Cosa hai chiesto alla squadra più concretezza sottoporta o più attenzione in fase difensiva?

«Il nostro atteggiamento di squadra è e vuole essere chiaro e definito perché il DNA e l’identità dell’Udinese sono ben definiti. Si tratta di una identità fatta di atteggiamento difensivo al quale va aggiunto del bel gioco. Contro il Verona c’è stato il bel gioco ma non l’identità, non giochiamo per esercizio di stile ma per cercare di fare punti con solidità e con lo stile che ha caratterizzato Udinese negli ultimi anni cercando di perfezionarlo e renderlo più accattivante».

Capitolo giocatori disponibili: Nuytinck è out, ci sono invece possibilità per Udogie dopo la botta di Verona?

«Nuytinck è un giocatore molto importante per noi, è purtroppo indietro nel suo recupero e non sarà della partita. Udogie lo abbiamo recuperato oggi e ci sarà. Zeegelaar si è riaggregato alla squadra nel finale della settimana per un affaticamento del flessore».

Con una settimana piena in più di lavoro in gruppo Pereyra è pronto per giocare?

«Tucu sta bene. Per noi è un giocatore importante, è sulla strada giusta per raggiungere l’importanza che ha per noi».

Veniamo all’avversario, l’Udinese anche recentemente ha dimostrato di mettere in difficoltà la Lazio che partita ti aspetti?

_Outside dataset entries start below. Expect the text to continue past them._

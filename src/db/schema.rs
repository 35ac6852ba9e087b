//! Schema introspection and reconciliation.
//!
//! Raw `SHOW COLUMNS` rows are normalized into `ColumnDescriptor`s and compared
//! against declared `TableDefinition`s. Nothing here alters the database; the
//! result is a report for the caller to act on.

use crate::db::connection::Row;
use crate::db::types::type_match;
use crate::models::{
    ColumnDescriptor, ColumnIssue, MatchedColumn, TableDefinition, TableReport,
};
use std::collections::HashMap;

/// Reshape a raw column description into a `ColumnDescriptor`.
///
/// Every key is lower-cased, `field` becomes `name` and `null` becomes
/// `is_nullable`; all other attributes pass through.
pub fn column_from_data(raw: &Row) -> ColumnDescriptor {
    let mut map: Row = raw
        .iter()
        .map(|(key, value)| (key.to_lowercase(), value.clone()))
        .collect();

    if let Some(null) = map.shift_remove("null") {
        map.insert("is_nullable".to_string(), null);
    }
    if let Some(field) = map.shift_remove("field") {
        map.insert("name".to_string(), field);
    }

    ColumnDescriptor::from_map(map)
}

/// Compare a declared table against its live columns.
///
/// `live` is `None` when the table does not exist.
pub fn check_columns(definition: &TableDefinition, live: Option<&[ColumnDescriptor]>) -> TableReport {
    let Some(live) = live else {
        return TableReport {
            table: definition.name.clone(),
            exists: false,
            matched: Vec::new(),
            issues: definition
                .columns
                .iter()
                .map(|c| ColumnIssue::Missing {
                    column: c.name.clone(),
                })
                .collect(),
        };
    };

    let by_name: HashMap<&str, &ColumnDescriptor> =
        live.iter().map(|c| (c.name(), c)).collect();

    let mut matched = Vec::new();
    let mut issues = Vec::new();

    for declared in &definition.columns {
        let Some(column) = by_name.get(declared.name.as_str()) else {
            issues.push(ColumnIssue::Missing {
                column: declared.name.clone(),
            });
            continue;
        };

        match type_match(column.native_type(), &declared.column_type) {
            Some(rule) => matched.push(MatchedColumn {
                column: declared.name.clone(),
                rule,
            }),
            None => issues.push(ColumnIssue::TypeMismatch {
                column: declared.name.clone(),
                db_type: column.native_type().to_string(),
                xml_type: declared.column_type.clone(),
            }),
        }

        if column.is_nullable() != declared.nullable {
            issues.push(ColumnIssue::NullabilityMismatch {
                column: declared.name.clone(),
                db_nullable: column.is_nullable(),
                xml_nullable: declared.nullable,
            });
        }
    }

    for column in live {
        if !definition.columns.iter().any(|d| d.name == column.name()) {
            issues.push(ColumnIssue::Undeclared {
                column: column.name().to_string(),
            });
        }
    }

    TableReport {
        table: definition.name.clone(),
        exists: true,
        matched,
        issues,
    }
}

«Mi aspetto una gara simile a quella dell’Olimpico perché Sarri ha quello stile di gioco, uno stile di palleggio, una costruzione manovrata e palleggiata. Quest’ anno è una Lazio diversa in contraddizione con quelle che sono le caratteristiche dello stile dell’allenatore. É una squadra forte che nonostante le assenze merita di stare ai vertici; quindi, per noi sarà una partita insidiosa dove non basterà fare tutto perfetto».

Pensi possa essere un vantaggio il loro impegno di coppa di giovedì sera ed anche le assenze per squalifica di Luis Alberto e Leiva anche se ritroveranno Immobile che è il pericolo numero uno?

«La Lazio negli ultimi tre-quattro anni è uno dei club più importanti in Italia. É abituata a giocare si più fronti. La Coppa è un momento di autostima. Arrivano da buona partita in un campo difficile contro una squadra tosta e la Lazio ha difeso il risultato con onore e ha proposto un buon calcio».